Collected data entries:
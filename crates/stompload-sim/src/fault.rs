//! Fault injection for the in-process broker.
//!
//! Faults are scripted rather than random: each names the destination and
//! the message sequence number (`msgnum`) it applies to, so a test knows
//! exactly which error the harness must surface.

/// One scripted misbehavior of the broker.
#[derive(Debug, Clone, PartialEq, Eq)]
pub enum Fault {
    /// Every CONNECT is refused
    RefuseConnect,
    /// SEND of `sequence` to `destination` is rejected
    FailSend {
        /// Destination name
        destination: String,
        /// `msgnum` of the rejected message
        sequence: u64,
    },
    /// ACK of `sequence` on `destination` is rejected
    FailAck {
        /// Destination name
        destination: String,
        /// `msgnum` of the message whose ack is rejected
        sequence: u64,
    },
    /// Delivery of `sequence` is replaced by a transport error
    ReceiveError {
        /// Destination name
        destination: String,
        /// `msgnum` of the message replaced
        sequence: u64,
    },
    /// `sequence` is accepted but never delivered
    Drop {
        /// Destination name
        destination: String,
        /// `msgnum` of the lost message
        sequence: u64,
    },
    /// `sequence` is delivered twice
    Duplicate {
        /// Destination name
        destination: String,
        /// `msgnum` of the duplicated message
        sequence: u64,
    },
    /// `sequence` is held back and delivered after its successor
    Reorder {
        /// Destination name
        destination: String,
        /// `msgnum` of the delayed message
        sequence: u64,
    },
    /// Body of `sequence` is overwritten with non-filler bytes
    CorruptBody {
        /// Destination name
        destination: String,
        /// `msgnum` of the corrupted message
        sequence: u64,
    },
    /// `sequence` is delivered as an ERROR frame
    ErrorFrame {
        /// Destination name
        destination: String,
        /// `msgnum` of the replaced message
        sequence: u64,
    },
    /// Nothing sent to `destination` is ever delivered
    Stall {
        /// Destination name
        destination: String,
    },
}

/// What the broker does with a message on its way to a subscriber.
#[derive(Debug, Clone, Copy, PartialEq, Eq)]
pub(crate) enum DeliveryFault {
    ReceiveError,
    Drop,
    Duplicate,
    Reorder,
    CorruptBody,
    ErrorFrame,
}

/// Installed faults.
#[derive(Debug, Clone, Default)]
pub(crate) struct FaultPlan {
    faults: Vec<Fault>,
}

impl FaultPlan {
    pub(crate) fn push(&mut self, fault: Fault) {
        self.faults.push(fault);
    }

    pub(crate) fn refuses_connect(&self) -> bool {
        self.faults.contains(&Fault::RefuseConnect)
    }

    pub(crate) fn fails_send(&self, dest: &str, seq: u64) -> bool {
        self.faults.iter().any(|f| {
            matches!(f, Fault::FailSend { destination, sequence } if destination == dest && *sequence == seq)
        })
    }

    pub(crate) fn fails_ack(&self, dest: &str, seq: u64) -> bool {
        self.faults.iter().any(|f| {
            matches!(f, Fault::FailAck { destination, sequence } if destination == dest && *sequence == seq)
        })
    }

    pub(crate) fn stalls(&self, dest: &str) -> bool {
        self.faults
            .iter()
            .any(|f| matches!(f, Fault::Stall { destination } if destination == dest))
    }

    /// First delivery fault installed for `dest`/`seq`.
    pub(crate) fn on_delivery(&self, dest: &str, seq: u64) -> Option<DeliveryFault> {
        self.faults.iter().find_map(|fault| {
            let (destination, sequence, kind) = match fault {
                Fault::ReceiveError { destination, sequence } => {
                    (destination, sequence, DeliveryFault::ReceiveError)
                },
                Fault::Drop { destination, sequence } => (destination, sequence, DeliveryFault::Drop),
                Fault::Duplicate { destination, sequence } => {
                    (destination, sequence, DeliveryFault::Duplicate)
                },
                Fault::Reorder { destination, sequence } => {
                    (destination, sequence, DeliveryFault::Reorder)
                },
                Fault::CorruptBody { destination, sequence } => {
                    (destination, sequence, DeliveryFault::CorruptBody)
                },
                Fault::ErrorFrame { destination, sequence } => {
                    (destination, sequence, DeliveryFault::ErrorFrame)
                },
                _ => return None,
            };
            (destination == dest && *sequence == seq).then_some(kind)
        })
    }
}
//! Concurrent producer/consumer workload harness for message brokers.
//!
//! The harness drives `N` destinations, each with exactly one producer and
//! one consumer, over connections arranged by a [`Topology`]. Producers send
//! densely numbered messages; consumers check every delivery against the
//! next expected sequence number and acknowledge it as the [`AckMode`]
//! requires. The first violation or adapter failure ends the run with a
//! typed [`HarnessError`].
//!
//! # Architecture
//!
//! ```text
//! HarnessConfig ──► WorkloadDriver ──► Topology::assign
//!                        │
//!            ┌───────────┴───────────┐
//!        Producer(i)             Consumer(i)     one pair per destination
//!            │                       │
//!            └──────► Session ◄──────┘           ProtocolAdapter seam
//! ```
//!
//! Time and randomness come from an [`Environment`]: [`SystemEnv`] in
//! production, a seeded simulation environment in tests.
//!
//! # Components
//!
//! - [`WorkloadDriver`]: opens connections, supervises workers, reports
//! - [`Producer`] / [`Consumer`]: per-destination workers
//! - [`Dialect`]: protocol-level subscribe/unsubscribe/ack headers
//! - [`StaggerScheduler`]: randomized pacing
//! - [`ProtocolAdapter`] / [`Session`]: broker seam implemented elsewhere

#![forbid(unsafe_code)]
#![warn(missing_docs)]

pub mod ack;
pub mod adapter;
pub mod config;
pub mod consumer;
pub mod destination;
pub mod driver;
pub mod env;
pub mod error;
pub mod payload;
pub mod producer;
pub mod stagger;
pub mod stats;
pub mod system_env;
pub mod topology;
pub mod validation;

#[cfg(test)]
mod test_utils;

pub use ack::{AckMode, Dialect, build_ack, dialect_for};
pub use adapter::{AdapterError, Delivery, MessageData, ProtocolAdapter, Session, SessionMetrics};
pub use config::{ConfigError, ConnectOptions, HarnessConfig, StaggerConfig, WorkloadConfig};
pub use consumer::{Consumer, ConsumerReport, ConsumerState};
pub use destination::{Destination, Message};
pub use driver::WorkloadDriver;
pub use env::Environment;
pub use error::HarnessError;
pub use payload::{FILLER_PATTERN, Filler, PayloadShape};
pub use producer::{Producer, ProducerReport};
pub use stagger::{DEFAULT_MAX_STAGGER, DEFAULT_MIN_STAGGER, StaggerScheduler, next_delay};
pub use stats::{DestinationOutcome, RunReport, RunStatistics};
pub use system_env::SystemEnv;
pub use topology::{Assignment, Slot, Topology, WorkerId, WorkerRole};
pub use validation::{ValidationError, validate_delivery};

---

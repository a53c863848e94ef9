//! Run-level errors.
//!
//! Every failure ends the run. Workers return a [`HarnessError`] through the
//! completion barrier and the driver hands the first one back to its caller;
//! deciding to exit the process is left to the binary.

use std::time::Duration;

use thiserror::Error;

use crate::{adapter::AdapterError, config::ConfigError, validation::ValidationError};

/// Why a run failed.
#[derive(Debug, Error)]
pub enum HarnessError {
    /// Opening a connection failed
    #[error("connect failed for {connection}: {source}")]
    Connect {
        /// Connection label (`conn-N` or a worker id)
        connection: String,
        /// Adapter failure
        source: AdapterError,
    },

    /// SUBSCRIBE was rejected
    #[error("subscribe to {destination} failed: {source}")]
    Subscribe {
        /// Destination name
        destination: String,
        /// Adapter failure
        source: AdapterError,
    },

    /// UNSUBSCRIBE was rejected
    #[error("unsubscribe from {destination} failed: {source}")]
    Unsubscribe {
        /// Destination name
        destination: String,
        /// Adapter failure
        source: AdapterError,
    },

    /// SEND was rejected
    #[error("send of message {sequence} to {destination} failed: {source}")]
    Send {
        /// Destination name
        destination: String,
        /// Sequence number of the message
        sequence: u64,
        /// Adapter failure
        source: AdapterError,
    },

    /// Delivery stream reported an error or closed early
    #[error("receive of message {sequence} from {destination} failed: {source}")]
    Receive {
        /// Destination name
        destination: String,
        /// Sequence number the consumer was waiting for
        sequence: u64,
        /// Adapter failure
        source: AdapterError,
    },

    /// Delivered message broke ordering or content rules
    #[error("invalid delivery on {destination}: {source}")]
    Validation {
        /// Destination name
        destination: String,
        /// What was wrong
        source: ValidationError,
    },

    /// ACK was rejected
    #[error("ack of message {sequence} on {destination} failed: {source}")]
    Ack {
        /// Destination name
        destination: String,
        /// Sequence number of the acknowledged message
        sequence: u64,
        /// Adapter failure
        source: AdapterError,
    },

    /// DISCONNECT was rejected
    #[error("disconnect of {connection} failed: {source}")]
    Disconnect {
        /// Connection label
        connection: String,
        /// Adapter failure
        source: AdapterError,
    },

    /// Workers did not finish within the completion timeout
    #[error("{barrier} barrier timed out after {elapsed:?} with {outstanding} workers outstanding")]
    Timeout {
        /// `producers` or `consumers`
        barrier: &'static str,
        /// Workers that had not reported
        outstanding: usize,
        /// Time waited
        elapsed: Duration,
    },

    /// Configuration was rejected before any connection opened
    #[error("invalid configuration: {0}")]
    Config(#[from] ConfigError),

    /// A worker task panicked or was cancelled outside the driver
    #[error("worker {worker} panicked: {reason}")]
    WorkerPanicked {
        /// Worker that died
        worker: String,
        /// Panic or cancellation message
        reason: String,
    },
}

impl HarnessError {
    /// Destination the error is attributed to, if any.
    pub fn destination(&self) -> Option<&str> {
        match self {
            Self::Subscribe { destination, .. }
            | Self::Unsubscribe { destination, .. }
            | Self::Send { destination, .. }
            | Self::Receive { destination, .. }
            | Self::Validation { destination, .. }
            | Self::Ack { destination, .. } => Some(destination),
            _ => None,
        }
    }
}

ASSIGNED TASK :: Take the records above and return, word for word, only the lines that fall from the line with "pub mod consumer;" to the line with "pub use error::HarnessError;", both of them included.

TASK RESPONSE ::
pub mod consumer;
pub mod destination;
pub mod driver;
pub mod env;
pub mod error;
pub mod payload;
pub mod producer;
pub mod stagger;
pub mod stats;
pub mod system_env;
pub mod topology;
pub mod validation;

#[cfg(test)]
mod test_utils;

pub use ack::{AckMode, Dialect, build_ack, dialect_for};
pub use adapter::{AdapterError, Delivery, MessageData, ProtocolAdapter, Session, SessionMetrics};
pub use config::{ConfigError, ConnectOptions, HarnessConfig, StaggerConfig, WorkloadConfig};
pub use consumer::{Consumer, ConsumerReport, ConsumerState};
pub use destination::{Destination, Message};
pub use driver::WorkloadDriver;
pub use env::Environment;
pub use error::HarnessError;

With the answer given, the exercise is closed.